*EXERCISE*: The entries below should be transcribed in their entirety, exactly as written.

(Saved entries)
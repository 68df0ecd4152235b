//! Document tree library
//!
//! Arena-backed XML tree with structural editing, tag-path queries and
//! libxml-compatible parsing/serialization.
//!
//! ## Philosophy
//!
//! - **Good taste**: Data structures first, algorithms follow naturally
//! - **No special cases**: Re-parenting is detach + attach, nothing else
//! - **Indices, not pointers**: Parent links are lookup aids, the arena owns
//!
//! ## Core Design
//!
//! ```text
//! XML text → DomParser → DomArena (owned) → edits → DomSerializer → XML text
//!                            ↓
//!                     NodeId (u32), Selector
//! ```

pub mod arena;
pub mod document;
pub mod error;
pub mod parser;
pub mod selector;
pub mod serializer;
pub mod types;
pub mod utils;

pub use arena::DomArena;
pub use document::Document;
pub use error::{DomError, Result};
pub use parser::{parse, DomParser, ParserConfig};
pub use selector::Selector;
pub use serializer::{to_xml, DomSerializer, SerializerConfig};
pub use types::*;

*SOLUTION FOR THIS EXERCISE*:
repository 68df0ecd4152235b
//! Document tree library
//!
//! Arena-backed XML tree with structural editing, tag-path queries and
//! libxml-compatible parsing/serialization.
//!
//! ## Philosophy
//!
//! - **Good taste**: Data structures first, algorithms follow naturally
//! - **No special cases**: Re-parenting is detach + attach, nothing else
//! - **Indices, not pointers**: Parent links are lookup aids, the arena owns
//!
//! ## Core Design
//!
//! ```text
//! XML text → DomParser → DomArena (owned) → edits → DomSerializer → XML text
//!                            ↓
//!                     NodeId (u32), Selector
//! ```

pub mod arena;
pub mod document;
pub mod error;
pub mod parser;
pub mod selector;
pub mod serializer;
pub mod types;
pub mod utils;

pub use arena::DomArena;
pub use document::Document;
pub use error::{DomError, Result};
pub use parser::{parse, DomParser, ParserConfig};
pub use selector::Selector;
pub use serializer::{to_xml, DomSerializer, SerializerConfig};
pub use types::*;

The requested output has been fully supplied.